Targeting IGF2BP3 enhances antileukemic effects of menin-MLL inhibition in MLL-AF4 leukemia.

RNA binding proteins (RBPs) are emerging as a novel class of therapeutic targets in cancer, including in leukemia, given their important role in post-transcriptional gene regulation, and have the unexplored potential to be combined with existing therapies. The RBP IGF2BP3 has been found to be a critical regulator of MLL-AF4 leukemogenesis and represents a promising therapeutic target.
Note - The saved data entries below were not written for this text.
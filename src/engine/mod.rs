//! Core engine: ingestion, windowed queries and their scheduling.

pub mod filters;
pub mod ingest;
pub mod query;
pub mod scheduler;

use std::sync::Arc;
use std::time::Duration;
use tracing::info;

use crate::config::AppConfig;
use crate::data::WeatherProvider;
use crate::storage::SnapshotStore;
use ingest::IngestionPipeline;
use query::QueryEngine;
use scheduler::{Scheduler, SchedulerHandle};

/// Owns the long-lived components and their shutdown order.
pub struct Core {
    pub store: SnapshotStore,
    pub pipeline: Arc<IngestionPipeline>,
    pub queries: Arc<QueryEngine>,
    scheduler: Option<SchedulerHandle>,
}

impl Core {
    pub fn new(cfg: &AppConfig, store: SnapshotStore, provider: Arc<dyn WeatherProvider>) -> Self {
        let pipeline = Arc::new(IngestionPipeline::new(
            provider,
            store.clone(),
            Duration::from_secs(cfg.ingest.fetch_timeout_secs),
            cfg.ingest.concurrency,
        ));
        let queries = Arc::new(QueryEngine::new(
            store.clone(),
            Some(Arc::clone(&pipeline)),
            cfg.query.clone(),
        ));

        Self { store, pipeline, queries, scheduler: None }
    }

    /// Start periodic ingestion. Calling twice is a no-op.
    pub fn start_scheduler(&mut self, cfg: &AppConfig) {
        if self.scheduler.is_some() {
            return;
        }
        let scheduler = Scheduler::new(
            Arc::clone(&self.pipeline),
            Duration::from_secs(cfg.ingest.current_interval_secs),
            Some(Duration::from_secs(cfg.ingest.forecast_interval_secs)),
        );
        self.scheduler = Some(scheduler.spawn());
    }

    /// Stop the scheduler, let in-flight passes finish, then close the pool.
    pub async fn shutdown(mut self) {
        if let Some(handle) = self.scheduler.take() {
            handle.shutdown().await;
        }
        self.queries.drain_background().await;
        self.store.close().await;
        info!("Core shut down");
    }
}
Here, we study the combined effects of targeting IGF2BP3 and the menin-MLL interaction in MLL-AF4 driven leukemia in vitro and in vivo, using genetic inhibition with CRISPR-Cas9 mediated deletion of Igf2bp3 and pharmacologic inhibition of the menin-MLL interaction with multiple commercially available inhibitors. Depletion of Igf2bp3 sensitized MLL-AF4 leukemia to the effects of menin-MLL inhibition on cell growth and leukemic initiating cells in vitro. Mechanistically, we found that both Igf2bp3 depletion and menin-MLL inhibition led to increased differentiation in vitro and in vivo, seen in functional readouts and by gene expression analyses. IGF2BP3 knockdown had a greater effect on increasing survival and attenuating disease than pharmacologic menin-MLL inhibition with MI-503 alone and showed enhanced anti-leukemic effects in combination. Our work shows that IGF2BP3 is an oncogenic amplifier of MLL-AF4 mediated leukemogenesis and is a potent therapeutic target and provides a paradigm for targeting leukemia at both the transcriptional and post-transcriptional level.